Reports from several major wine-trade websites are saying a series of low harvests worldwide along with a global rise in wine consumption point toward the possibility of a global wine shortage, something unthinkable a few years ago when the world seemed awash in wine.
Shanken News Daily reported California has suffered two consecutive small harvests, which means wine makers are competing for less fruit, which in turn drives up grape prices and bulk wine prices. “If you’re buying wine on the bulk market, or you’re a négociant, your costs are going to go up,” said Adam Lee of Siduri and Novy Family wines, in an interview from the Shanken report.
Similar shortages are reported elsewhere, according to TheDrinksBusiness.com. France’s Languedoc saw grape prices rise to a 10-year high and Spain’s Rioja saw its 2011 yields drop more than 20 percent, resulting in “a serious depletion of stocks matched by price rises.”
The DrinksBusiness website recently said the California wine industry “is entering an extended period of structural supply shortage.” In that same story, Matt Turrentine, of Turrentine Wine Brokerage in Novato, Calif., said California vineyard plantings have not been keeping pace with growing demand, resulting in a doubling of bulk prices in the past 12 months. Wines and Vines reported a similar story.
This report is contradicts the state of California’s grape supply in 2010, when grape growers were knee-deep in grapes and no one to buy them. Back then, according to Wines & Vines, , grape growers were bemoaning the shortage of buyers in a time of plenty.
“What happened to the grape and wine buyers?” asked Nat DioBuduo of Allied Grape Growers in Fresno. “I don’t know where you guys disappeared to. We want you guys back.”
The recent challenge has been compounded by the global recession, during which wine producers sold off existing inventories rather than invest in new plantings or increased production.
A similar move happened here in Colorado after freezes in December 2010 and spring 2011, wiped out the grape crop and forced winemakers to use existing inventory to keep their shelves full. Many winemakers saw their grape supplies curtailed or shut off as there simply weren’t enough Colorado grapes to go around, forcing some producers to go elsewhere for grapes.
Colorado hasn’t the luxury of many new areas suitable for grapes, so winemakers depending on home-grown grapes must wait for vineyards to recover before production can rise to meet demand.

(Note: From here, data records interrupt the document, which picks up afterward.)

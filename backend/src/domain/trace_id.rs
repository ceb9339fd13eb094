//! Request-scoped trace identifier.
//!
//! The identifier lives in Tokio task-local storage so errors and log lines
//! can pick it up without threading it through every call. Task locals are
//! not inherited by spawned tasks; wrap such work in [`TraceId::scope`].

use std::future::Future;
use std::str::FromStr;

use tokio::task_local;
use uuid::Uuid;

task_local! {
    static TRACE_ID: TraceId;
}

/// Correlation identifier for a single request.
///
/// # Examples
/// ```
/// use geocache::TraceId;
///
/// # tokio::runtime::Runtime::new().unwrap().block_on(async {
/// let id: TraceId = "00000000-0000-0000-0000-000000000001".parse().expect("uuid");
/// let seen = TraceId::scope(id, async { TraceId::current() }).await;
/// assert_eq!(seen, Some(id));
/// # });
/// ```
#[derive(Debug, Clone, Copy, PartialEq, Eq, Hash)]
pub struct TraceId(Uuid);

impl TraceId {
    /// Generate a fresh random identifier.
    #[must_use]
    pub fn generate() -> Self {
        Self(Uuid::new_v4())
    }

    /// Wrap an existing UUID.
    #[must_use]
    pub const fn from_uuid(uuid: Uuid) -> Self {
        Self(uuid)
    }

    /// Parse a caller-supplied header value, ignoring anything that is not a
    /// UUID.
    #[must_use]
    pub fn from_header(value: &str) -> Option<Self> {
        value.trim().parse().ok()
    }

    /// Identifier bound to the current task, if any.
    #[must_use]
    pub fn current() -> Option<Self> {
        TRACE_ID.try_with(|id| *id).ok()
    }

    /// Access the inner UUID.
    #[must_use]
    pub fn as_uuid(&self) -> &Uuid {
        &self.0
    }

    /// Run `fut` with `trace_id` bound as the current identifier.
    pub async fn scope<Fut>(trace_id: Self, fut: Fut) -> Fut::Output
    where
        Fut: Future,
    {
        TRACE_ID.scope(trace_id, fut).await
    }
}

impl std::fmt::Display for TraceId {
    fn fmt(&self, f: &mut std::fmt::Formatter<'_>) -> std::fmt::Result {
        self.0.fmt(f)
    }
}

impl FromStr for TraceId {
    type Err = uuid::Error;

    fn from_str(s: &str) -> Result<Self, Self::Err> {
        Uuid::parse_str(s).map(Self)
    }
}

#[cfg(test)]
mod tests {
    use super::*;
    use rstest::rstest;

    #[tokio::test]
    async fn scope_exposes_identifier() {
        let id = TraceId::generate();
        assert_eq!(TraceId::scope(id, async { TraceId::current() }).await, Some(id));
    }

    #[tokio::test]
    async fn nothing_is_current_outside_a_scope() {
        assert!(TraceId::current().is_none());
    }

    #[rstest]
    #[case("3fa85f64-5717-4562-b3fc-2c963f66afa6", true)]
    #[case("  3fa85f64-5717-4562-b3fc-2c963f66afa6 ", true)]
    #[case("not-a-trace", false)]
    #[case("", false)]
    fn header_values_must_be_uuids(#[case] raw: &str, #[case] accepted: bool) {
        assert_eq!(TraceId::from_header(raw).is_some(), accepted);
    }

    #[rstest]
    fn display_matches_uuid() {
        let uuid = Uuid::new_v4();
        assert_eq!(TraceId::from_uuid(uuid).to_string(), uuid.to_string());
    }
}
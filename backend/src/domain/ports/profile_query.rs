//! Driving port for profile reads and access resolution.

use async_trait::async_trait;

use crate::domain::{AccountId, Error, ProfileDetails, UserId, UserProfile, Viewer};

/// Domain use-case port for looking up profiles.
#[cfg_attr(test, mockall::automock)]
#[async_trait]
pub trait ProfileQuery: Send + Sync {
    /// Resolve the access level of a logged-in account.
    ///
    /// Accounts without a profile are [`Viewer::Anonymous`].
    async fn viewer_for(&self, account: &AccountId) -> Result<Viewer, Error>;

    /// Profile owned by `account`, if registered.
    async fn profile_for_account(&self, account: &AccountId)
    -> Result<Option<UserProfile>, Error>;

    /// Profile of `account` with its admin flag. Fails with `not_found` when
    /// the account has not registered.
    async fn details(&self, account: &AccountId) -> Result<ProfileDetails, Error>;

    /// Profile by id.
    async fn find_user(&self, id: UserId) -> Result<Option<UserProfile>, Error>;
}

Nationally, it took wine prices a couple of vintages to catch up with the recession, as wine drinkers moved away from wines costing $20 and up and turned to less-expensive brands. Restaurants and stores were unable to move premium-priced wines, and winemakers, their cellars filling up with the unsold higher-priced wines, turned instead to marketing less-expensive bottlings built around the more-affordable bulk wines.
There was plenty to choose from since the ocean of wine included some very good juice, not just from California, but from around the world. And consumers soon got accustomed to driving the prices down and being able to find much better wines in the $10–$15 range.
However, according to Shanken Daily News, with the recession softening, Americans are starting to reach for more expensive wines, which catches wineries unable to meet demands. And the small harvests means there aren’t enough grapes to allow production to ramp up enough to satisfy that demand, the Shanken report says.
Worldwide, wine demand is seen as a bull market. According to VinExpo, the international wine marketing group, the Asian wine market is expected to grow by 5 percent in the next four years, compared to a 1 percent global average. That growth is led by China’s rapidly growing economy. That immense country of more than 1.3 billion people is expected to see a 54 percent increase (to just more than 1 billion bottles annually) in wine consumption in that time.
All this means wine producers may have to deal with seeing consumers with money to spend but without the product to spend it on.